== Exercise description ==
Each record that follows must be printed exactly as given.

== Task inputs ==
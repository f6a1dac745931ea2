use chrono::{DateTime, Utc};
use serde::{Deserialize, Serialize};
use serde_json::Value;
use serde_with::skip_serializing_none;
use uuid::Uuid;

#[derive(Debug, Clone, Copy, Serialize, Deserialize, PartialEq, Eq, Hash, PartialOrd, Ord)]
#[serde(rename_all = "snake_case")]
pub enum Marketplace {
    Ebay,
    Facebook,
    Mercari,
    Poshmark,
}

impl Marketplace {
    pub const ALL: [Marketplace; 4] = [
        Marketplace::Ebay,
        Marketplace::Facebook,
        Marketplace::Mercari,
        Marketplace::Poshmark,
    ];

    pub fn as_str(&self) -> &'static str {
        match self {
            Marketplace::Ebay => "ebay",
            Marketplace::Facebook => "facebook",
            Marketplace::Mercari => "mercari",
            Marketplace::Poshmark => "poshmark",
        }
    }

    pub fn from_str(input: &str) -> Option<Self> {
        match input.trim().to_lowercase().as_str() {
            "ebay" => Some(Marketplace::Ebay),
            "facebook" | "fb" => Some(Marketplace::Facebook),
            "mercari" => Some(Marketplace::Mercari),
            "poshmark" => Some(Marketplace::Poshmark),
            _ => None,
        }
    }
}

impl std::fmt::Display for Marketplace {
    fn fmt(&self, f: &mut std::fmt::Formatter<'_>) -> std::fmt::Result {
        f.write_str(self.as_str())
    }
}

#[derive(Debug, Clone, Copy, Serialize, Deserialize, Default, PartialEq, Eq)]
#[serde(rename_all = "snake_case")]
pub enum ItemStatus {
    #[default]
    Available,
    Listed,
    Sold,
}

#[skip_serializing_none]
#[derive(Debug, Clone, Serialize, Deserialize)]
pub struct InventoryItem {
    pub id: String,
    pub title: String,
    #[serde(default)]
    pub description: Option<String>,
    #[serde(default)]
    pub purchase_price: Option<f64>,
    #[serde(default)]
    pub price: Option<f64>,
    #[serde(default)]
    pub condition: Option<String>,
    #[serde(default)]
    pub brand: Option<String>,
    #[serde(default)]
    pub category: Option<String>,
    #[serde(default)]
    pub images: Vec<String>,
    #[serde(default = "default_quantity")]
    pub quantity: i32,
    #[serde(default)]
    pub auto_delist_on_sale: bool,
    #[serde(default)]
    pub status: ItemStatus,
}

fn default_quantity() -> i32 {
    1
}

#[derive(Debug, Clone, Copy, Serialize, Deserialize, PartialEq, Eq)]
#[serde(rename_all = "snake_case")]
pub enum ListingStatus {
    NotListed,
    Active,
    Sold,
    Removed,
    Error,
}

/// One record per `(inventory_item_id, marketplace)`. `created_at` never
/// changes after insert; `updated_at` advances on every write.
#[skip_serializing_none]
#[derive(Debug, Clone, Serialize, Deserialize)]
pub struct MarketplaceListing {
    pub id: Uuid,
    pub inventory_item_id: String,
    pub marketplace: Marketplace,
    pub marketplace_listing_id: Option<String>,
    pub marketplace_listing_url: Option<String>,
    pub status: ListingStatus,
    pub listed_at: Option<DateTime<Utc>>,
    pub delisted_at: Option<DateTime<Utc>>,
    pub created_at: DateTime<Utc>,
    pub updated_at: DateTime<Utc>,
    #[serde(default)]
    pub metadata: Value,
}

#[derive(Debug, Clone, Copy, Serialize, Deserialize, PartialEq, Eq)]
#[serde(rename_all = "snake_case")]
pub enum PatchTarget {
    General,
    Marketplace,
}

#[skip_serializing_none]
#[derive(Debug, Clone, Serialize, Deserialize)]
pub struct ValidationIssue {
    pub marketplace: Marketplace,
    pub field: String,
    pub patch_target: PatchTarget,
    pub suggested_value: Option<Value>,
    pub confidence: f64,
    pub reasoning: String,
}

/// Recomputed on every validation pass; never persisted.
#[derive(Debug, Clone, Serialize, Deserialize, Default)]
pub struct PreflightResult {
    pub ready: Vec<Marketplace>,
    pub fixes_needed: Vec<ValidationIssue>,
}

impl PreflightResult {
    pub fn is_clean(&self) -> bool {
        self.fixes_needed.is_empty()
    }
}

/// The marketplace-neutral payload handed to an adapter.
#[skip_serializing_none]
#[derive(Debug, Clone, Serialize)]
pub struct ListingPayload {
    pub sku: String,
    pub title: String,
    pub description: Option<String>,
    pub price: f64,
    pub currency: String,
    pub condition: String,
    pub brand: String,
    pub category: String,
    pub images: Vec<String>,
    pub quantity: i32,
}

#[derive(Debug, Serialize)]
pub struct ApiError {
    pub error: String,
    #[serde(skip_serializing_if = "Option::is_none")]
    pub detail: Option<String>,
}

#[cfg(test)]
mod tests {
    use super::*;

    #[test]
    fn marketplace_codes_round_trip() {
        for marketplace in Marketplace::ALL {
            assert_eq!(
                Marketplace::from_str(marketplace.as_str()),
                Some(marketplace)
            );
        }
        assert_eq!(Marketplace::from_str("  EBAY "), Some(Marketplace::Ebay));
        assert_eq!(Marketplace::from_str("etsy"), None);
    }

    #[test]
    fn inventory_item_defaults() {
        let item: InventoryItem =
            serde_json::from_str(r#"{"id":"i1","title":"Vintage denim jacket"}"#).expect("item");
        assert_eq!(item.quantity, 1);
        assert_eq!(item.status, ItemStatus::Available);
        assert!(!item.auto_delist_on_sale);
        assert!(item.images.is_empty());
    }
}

== Answer to this exercise ==
repository f6a1dac745931ea2
use chrono::{DateTime, Utc};
use serde::{Deserialize, Serialize};
use serde_json::Value;
use serde_with::skip_serializing_none;
use uuid::Uuid;

#[derive(Debug, Clone, Copy, Serialize, Deserialize, PartialEq, Eq, Hash, PartialOrd, Ord)]
#[serde(rename_all = "snake_case")]
pub enum Marketplace {
    Ebay,
    Facebook,
    Mercari,
    Poshmark,
}

impl Marketplace {
    pub const ALL: [Marketplace; 4] = [
        Marketplace::Ebay,
        Marketplace::Facebook,
        Marketplace::Mercari,
        Marketplace::Poshmark,
    ];

    pub fn as_str(&self) -> &'static str {
        match self {
            Marketplace::Ebay => "ebay",
            Marketplace::Facebook => "facebook",
            Marketplace::Mercari => "mercari",
            Marketplace::Poshmark => "poshmark",
        }
    }

    pub fn from_str(input: &str) -> Option<Self> {
        match input.trim().to_lowercase().as_str() {
            "ebay" => Some(Marketplace::Ebay),
            "facebook" | "fb" => Some(Marketplace::Facebook),
            "mercari" => Some(Marketplace::Mercari),
            "poshmark" => Some(Marketplace::Poshmark),
            _ => None,
        }
    }
}

impl std::fmt::Display for Marketplace {
    fn fmt(&self, f: &mut std::fmt::Formatter<'_>) -> std::fmt::Result {
        f.write_str(self.as_str())
    }
}

#[derive(Debug, Clone, Copy, Serialize, Deserialize, Default, PartialEq, Eq)]
#[serde(rename_all = "snake_case")]
pub enum ItemStatus {
    #[default]
    Available,
    Listed,
    Sold,
}

#[skip_serializing_none]
#[derive(Debug, Clone, Serialize, Deserialize)]
pub struct InventoryItem {
    pub id: String,
    pub title: String,
    #[serde(default)]
    pub description: Option<String>,
    #[serde(default)]
    pub purchase_price: Option<f64>,
    #[serde(default)]
    pub price: Option<f64>,
    #[serde(default)]
    pub condition: Option<String>,
    #[serde(default)]
    pub brand: Option<String>,
    #[serde(default)]
    pub category: Option<String>,
    #[serde(default)]
    pub images: Vec<String>,
    #[serde(default = "default_quantity")]
    pub quantity: i32,
    #[serde(default)]
    pub auto_delist_on_sale: bool,
    #[serde(default)]
    pub status: ItemStatus,
}

fn default_quantity() -> i32 {
    1
}

#[derive(Debug, Clone, Copy, Serialize, Deserialize, PartialEq, Eq)]
#[serde(rename_all = "snake_case")]
pub enum ListingStatus {
    NotListed,
    Active,
    Sold,
    Removed,
    Error,
}

/// One record per `(inventory_item_id, marketplace)`. `created_at` never
/// changes after insert; `updated_at` advances on every write.
#[skip_serializing_none]
#[derive(Debug, Clone, Serialize, Deserialize)]
pub struct MarketplaceListing {
    pub id: Uuid,
    pub inventory_item_id: String,
    pub marketplace: Marketplace,
    pub marketplace_listing_id: Option<String>,
    pub marketplace_listing_url: Option<String>,
    pub status: ListingStatus,
    pub listed_at: Option<DateTime<Utc>>,
    pub delisted_at: Option<DateTime<Utc>>,
    pub created_at: DateTime<Utc>,
    pub updated_at: DateTime<Utc>,
    #[serde(default)]
    pub metadata: Value,
}

#[derive(Debug, Clone, Copy, Serialize, Deserialize, PartialEq, Eq)]
#[serde(rename_all = "snake_case")]
pub enum PatchTarget {
    General,
    Marketplace,
}

#[skip_serializing_none]
#[derive(Debug, Clone, Serialize, Deserialize)]
pub struct ValidationIssue {
    pub marketplace: Marketplace,
    pub field: String,
    pub patch_target: PatchTarget,
    pub suggested_value: Option<Value>,
    pub confidence: f64,
    pub reasoning: String,
}

/// Recomputed on every validation pass; never persisted.
#[derive(Debug, Clone, Serialize, Deserialize, Default)]
pub struct PreflightResult {
    pub ready: Vec<Marketplace>,
    pub fixes_needed: Vec<ValidationIssue>,
}

impl PreflightResult {
    pub fn is_clean(&self) -> bool {
        self.fixes_needed.is_empty()
    }
}

/// The marketplace-neutral payload handed to an adapter.
#[skip_serializing_none]
#[derive(Debug, Clone, Serialize)]
pub struct ListingPayload {
    pub sku: String,
    pub title: String,
    pub description: Option<String>,
    pub price: f64,
    pub currency: String,
    pub condition: String,
    pub brand: String,
    pub category: String,
    pub images: Vec<String>,
    pub quantity: i32,
}

#[derive(Debug, Serialize)]
pub struct ApiError {
    pub error: String,
    #[serde(skip_serializing_if = "Option::is_none")]
    pub detail: Option<String>,
}

#[cfg(test)]
mod tests {
    use super::*;

    #[test]
    fn marketplace_codes_round_trip() {
        for marketplace in Marketplace::ALL {
            assert_eq!(
                Marketplace::from_str(marketplace.as_str()),
                Some(marketplace)
            );
        }
        assert_eq!(Marketplace::from_str("  EBAY "), Some(Marketplace::Ebay));
        assert_eq!(Marketplace::from_str("etsy"), None);
    }

    #[test]
    fn inventory_item_defaults() {
        let item: InventoryItem =
            serde_json::from_str(r#"{"id":"i1","title":"Vintage denim jacket"}"#).expect("item");
        assert_eq!(item.quantity, 1);
        assert_eq!(item.status, ItemStatus::Available);
        assert!(!item.auto_delist_on_sale);
        assert!(item.images.is_empty());
    }
}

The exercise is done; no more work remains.